Jaylen Fryberg: Washington HS Shooter’s Social Media Posts Reveal a Desperate, Love-Sick Teen

Jaylen Fryberg, identified as the shooter in Friday’s rampage at a Washington State high school, was apparently a well-liked, popular student, who was recently voted freshman homecoming prince. Howe...
Jaylen Fryberg: Washington HS Shooter’s Social Media Posts Reveal a Desperate, Love-Sick Teen
Written by Pam Wright

Jaylen Fryberg, identified as the shooter in Friday’s rampage at a Washington State high school, was apparently a well-liked, popular student, who was recently voted freshman homecoming prince.

However, recent social media posts may lead investigators to the darker side of the youth, who killed one other student, shot at least four others, and eventually took his own life.

The Tulalip Bay, Washington youth’s posts seem to reveal a head-over-heels-in-love teenager who apparently grew more and more upset and desperate when the relationship fell apart.

“I can’t believe I just witnessed a shooting,” Austin Joyner, a student at the school, said on Twitter. “Kid came into the cafeteria and walked over to a table and pulled out the gun and shot 4-6 shots at students sitting down.”

Kobe Baumann, 14, told the paper that he was with Fryberg in his Marysville-Pilchuck High School English class shortly before the shooting, and that he appeared to be kind of nervous, according to the Seattle Times.

“He sits right up in the front,” Baumann said. “He got called on, but he just kept his head down and didn’t really say anything.”

Fryberg’s social media accounts depict a teen with a passion for sports, music, hunting, family and his Native-American culture.

Many of Fryberg’s social posts are about the girl with whom he was smitten.
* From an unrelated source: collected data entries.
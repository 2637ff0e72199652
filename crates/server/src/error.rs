//! Server errors.

use std::net::SocketAddr;
use std::path::PathBuf;
use thiserror::Error;

#[derive(Debug, Error)]
pub enum ServerError {
    #[error("Failed to read config {path}: {source}")]
    ReadConfig {
        path: PathBuf,
        #[source]
        source: std::io::Error,
    },

    #[error("Failed to parse config: {0}")]
    ParseConfig(#[from] toml::de::Error),

    #[error("Invalid config: {0}")]
    InvalidConfig(String),

    #[error("Failed to bind {addr}: {source}")]
    Bind {
        addr: SocketAddr,
        #[source]
        source: std::io::Error,
    },

    #[error("Server error: {0}")]
    Serve(#[source] std::io::Error),
}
But, later in June, something has clearly happened in the relationship and the posts become negative, full of expletives. Fryberg seems to threaten something sinister in August.

Jarron Webb, 15, confirmed to the Seattle Times that the shooter was angry at a girl who would not date him.

He sent his final tweet on Thursday, the day before the shooting.

Many took to social media in the aftermath to share their grief over the incident.

“Over a girl he was heartbroken and didn’t know what to do,” tweeted a 16-year-old, who said she was a cousin of the shooter. “Jaylen wasn’t a bad kid he just made a mistake.”